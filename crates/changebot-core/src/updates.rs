//! Update domain logic
//!
//! Typed changelog entries, normalisation of raw API payloads, and the two
//! "what is new" computations the widgets render from:
//!
//! - [`calculate_new_updates_count`]: how many entries were published after
//!   the last-viewed watermark
//! - [`find_highlighted_update`]: which entry a banner or toast should show

use chrono::{DateTime, NaiveDate, NaiveDateTime, Utc};
use serde::{Deserialize, Deserializer, Serialize};
use serde_json::{Map, Value};
use tracing::warn;

use crate::error::{Error, Result};

/// Color given to tags that arrive as bare strings
pub const DEFAULT_TAG_COLOR: &str = "#667eea";

/// Title used when the widget metadata has none
pub const DEFAULT_WIDGET_TITLE: &str = "Updates";

/// Which ancillary surface spotlights an update
#[derive(Debug, Clone, Copy, PartialEq, Eq, Hash, Serialize, Deserialize)]
#[serde(rename_all = "lowercase")]
pub enum HighlightTarget {
    /// The inline banner
    Banner,
    /// The floating toast
    Toast,
}

impl HighlightTarget {
    /// Wire name of the target
    pub fn as_str(&self) -> &'static str {
        match self {
            HighlightTarget::Banner => "banner",
            HighlightTarget::Toast => "toast",
        }
    }
}

/// A changelog tag
#[derive(Debug, Clone, PartialEq, Eq, Serialize, Deserialize)]
pub struct Tag {
    /// Tag id (0 for tags synthesized from bare strings)
    #[serde(default)]
    pub id: i64,
    /// Display name
    pub name: String,
    /// CSS color
    #[serde(default = "default_tag_color")]
    pub color: String,
}

impl Tag {
    /// Tag synthesized from a bare string
    pub fn from_name(name: impl Into<String>) -> Self {
        Self {
            id: 0,
            name: name.into(),
            color: DEFAULT_TAG_COLOR.to_string(),
        }
    }
}

/// Tags arrive either as bare strings or as structured objects
#[derive(Deserialize)]
#[serde(untagged)]
enum RawTag {
    Name(String),
    Full(Tag),
}

impl From<RawTag> for Tag {
    fn from(raw: RawTag) -> Self {
        match raw {
            RawTag::Name(name) => Tag::from_name(name),
            RawTag::Full(tag) => tag,
        }
    }
}

/// One changelog entry
///
/// Immutable once received; the whole list is replaced on each fetch.
#[derive(Debug, Clone, PartialEq, Serialize, Deserialize)]
pub struct Update {
    /// Stable id
    pub id: i64,
    /// Headline
    #[serde(default, deserialize_with = "lenient_string")]
    pub title: String,
    /// HTML body
    #[serde(default, deserialize_with = "lenient_string")]
    pub content: String,
    /// Calendar date shown to readers
    #[serde(default, deserialize_with = "lenient_string")]
    pub display_date: String,
    /// ISO-8601 publication time, the ordering key
    #[serde(default, deserialize_with = "lenient_opt_string")]
    pub published_at: Option<String>,
    /// Optional expiry date
    #[serde(default, deserialize_with = "lenient_opt_string")]
    pub expires_on: Option<String>,
    /// Surface that spotlights this entry
    #[serde(default, deserialize_with = "lenient_highlight_target")]
    pub highlight_target: Option<HighlightTarget>,
    /// Deep link into the hosted changelog
    #[serde(default, deserialize_with = "lenient_opt_string")]
    pub hosted_url: Option<String>,
    /// Ordered tags
    #[serde(default, deserialize_with = "normalized_tags")]
    pub tags: Vec<Tag>,
    /// Fields this crate does not interpret, passed through unchanged
    #[serde(flatten)]
    pub extra: Map<String, Value>,
}

impl Update {
    /// Publication time as epoch milliseconds
    ///
    /// `None` when missing, unparseable, or exactly the epoch.
    pub fn published_ms(&self) -> Option<i64> {
        self.published_at.as_deref().and_then(parse_timestamp_ms)
    }

    /// Whether this entry was published strictly after `last_viewed`
    pub fn is_newer_than(&self, last_viewed: i64) -> bool {
        matches!(self.published_ms(), Some(published) if published > last_viewed)
    }
}

/// Hosted changelog display identity
#[derive(Debug, Clone, PartialEq, Eq, Serialize, Deserialize)]
pub struct Widget {
    /// Widget title
    pub title: String,
    /// Optional subheading
    pub subheading: Option<String>,
    /// Changelog slug
    pub slug: Option<String>,
    /// Whether to show Changebot branding
    pub branded: bool,
}

/// Result of [`find_highlighted_update`]
#[derive(Debug, Clone, PartialEq)]
pub struct HighlightMatch {
    /// First matching update, if any
    pub new_update: Option<Update>,
    /// True only when a match exists and differs from the current one
    pub should_show: bool,
}

fn default_tag_color() -> String {
    DEFAULT_TAG_COLOR.to_string()
}

/// Null reads as empty; numbers and booleans keep their JSON text
fn lenient_string<'de, D>(deserializer: D) -> std::result::Result<String, D::Error>
where
    D: Deserializer<'de>,
{
    Ok(match Value::deserialize(deserializer)? {
        Value::String(s) => s,
        Value::Null | Value::Array(_) | Value::Object(_) => String::new(),
        other => other.to_string(),
    })
}

/// Anything but a string reads as `None`
fn lenient_opt_string<'de, D>(deserializer: D) -> std::result::Result<Option<String>, D::Error>
where
    D: Deserializer<'de>,
{
    Ok(match Value::deserialize(deserializer)? {
        Value::String(s) => Some(s),
        _ => None,
    })
}

fn lenient_highlight_target<'de, D>(deserializer: D) -> std::result::Result<Option<HighlightTarget>, D::Error>
where
    D: Deserializer<'de>,
{
    let raw = Option::<String>::deserialize(deserializer)?;
    Ok(match raw.as_deref().map(str::trim) {
        Some("banner") => Some(HighlightTarget::Banner),
        Some("toast") => Some(HighlightTarget::Toast),
        _ => None,
    })
}

fn normalized_tags<'de, D>(deserializer: D) -> std::result::Result<Vec<Tag>, D::Error>
where
    D: Deserializer<'de>,
{
    let raw = Option::<Vec<RawTag>>::deserialize(deserializer)?;
    Ok(raw.unwrap_or_default().into_iter().map(Tag::from).collect())
}

/// Parse a timestamp into epoch milliseconds
///
/// Accepts RFC 3339, a naive `YYYY-MM-DDTHH:MM:SS[.fff]` (read as UTC) and a
/// bare `YYYY-MM-DD` (UTC midnight). Zero is rejected like an unparseable
/// value.
pub fn parse_timestamp_ms(raw: &str) -> Option<i64> {
    let raw = raw.trim();
    if raw.is_empty() {
        return None;
    }

    let ms = if let Ok(dt) = DateTime::parse_from_rfc3339(raw) {
        dt.timestamp_millis()
    } else if let Ok(naive) = NaiveDateTime::parse_from_str(raw, "%Y-%m-%dT%H:%M:%S%.f") {
        naive.and_utc().timestamp_millis()
    } else if let Ok(date) = NaiveDate::parse_from_str(raw, "%Y-%m-%d") {
        date.and_hms_opt(0, 0, 0)?.and_utc().timestamp_millis()
    } else {
        return None;
    };

    (ms != 0).then_some(ms)
}

/// Format epoch milliseconds as an ISO-8601 UTC timestamp
pub fn format_timestamp_ms(ms: i64) -> Option<String> {
    DateTime::<Utc>::from_timestamp_millis(ms)
        .map(|dt| dt.to_rfc3339_opts(chrono::SecondsFormat::Millis, true))
}

/// Current time as epoch milliseconds
pub fn now_ms() -> i64 {
    Utc::now().timestamp_millis()
}

/// Normalise a raw payload into updates
///
/// Accepts a bare array or an object with a `publications` array. An object
/// without `publications` yields no updates. Entries that cannot be read at
/// all (no numeric `id`, not an object) are logged and skipped.
pub fn transform_publications(raw: &Value) -> Result<Vec<Update>> {
    let list = match raw {
        Value::Array(list) => list,
        Value::Object(map) => match map.get("publications") {
            Some(Value::Array(publications)) => publications,
            Some(Value::Null) | None => return Ok(Vec::new()),
            Some(other) => {
                return Err(Error::invalid_input(format!(
                    "publications must be an array, got {}",
                    json_kind(other)
                )));
            }
        },
        other => {
            return Err(Error::invalid_input(format!(
                "expected an array or an object with publications, got {}",
                json_kind(other)
            )));
        }
    };

    Ok(list
        .iter()
        .filter_map(|entry| match Update::deserialize(entry) {
            Ok(update) => Some(update),
            Err(e) => {
                warn!("Skipping malformed update entry: {}", e);
                None
            }
        })
        .collect())
}

/// Extract widget metadata from a raw payload
///
/// `None` when the payload has no `widget` key.
pub fn extract_widget(raw: &Value) -> Option<Widget> {
    let widget = raw.as_object()?.get("widget")?;
    if widget.is_null() {
        return None;
    }

    let field = |name: &str| {
        widget
            .get(name)
            .and_then(Value::as_str)
            .map(str::to_string)
    };

    Some(Widget {
        title: field("title").unwrap_or_else(|| DEFAULT_WIDGET_TITLE.to_string()),
        subheading: field("subheading"),
        slug: field("slug"),
        branded: widget.get("branded").and_then(Value::as_bool) != Some(false),
    })
}

/// Count updates published strictly after `last_viewed`
///
/// Returns 0 when `last_viewed` is `None` or not positive. Updates without a
/// valid `published_at` never count.
pub fn calculate_new_updates_count(updates: &[Update], last_viewed: Option<i64>) -> usize {
    let Some(last_viewed) = last_viewed.filter(|ts| *ts > 0) else {
        return 0;
    };
    updates
        .iter()
        .filter(|update| update.is_newer_than(last_viewed))
        .count()
}

/// Find the update a highlight surface should show
///
/// Scans in array order and takes the first entry for `target` that has a
/// valid timestamp and was published after `last_viewed` (any time, when
/// never viewed). The input is not sorted here.
pub fn find_highlighted_update(
    updates: &[Update],
    target: HighlightTarget,
    last_viewed: Option<i64>,
    current_id: Option<i64>,
) -> HighlightMatch {
    let last_viewed = last_viewed.filter(|ts| *ts > 0);

    let new_update = updates
        .iter()
        .find(|update| {
            if update.highlight_target != Some(target) {
                return false;
            }
            match (update.published_ms(), last_viewed) {
                (None, _) => false,
                (Some(_), None) => true,
                (Some(published), Some(viewed)) => published > viewed,
            }
        })
        .cloned();

    let should_show = matches!(&new_update, Some(update) if Some(update.id) != current_id);

    HighlightMatch {
        new_update,
        should_show,
    }
}

fn json_kind(value: &Value) -> &'static str {
    match value {
        Value::Null => "null",
        Value::Bool(_) => "boolean",
        Value::Number(_) => "number",
        Value::String(_) => "string",
        Value::Array(_) => "array",
        Value::Object(_) => "object",
    }
}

■ ■ ■ ■

PROBLEM REQUIREMENTS
From the records, copy every line that has the string "subheading" in it.

SOLUTION BELOW
    /// Optional subheading
    pub subheading: Option<String>,
        subheading: field("subheading"),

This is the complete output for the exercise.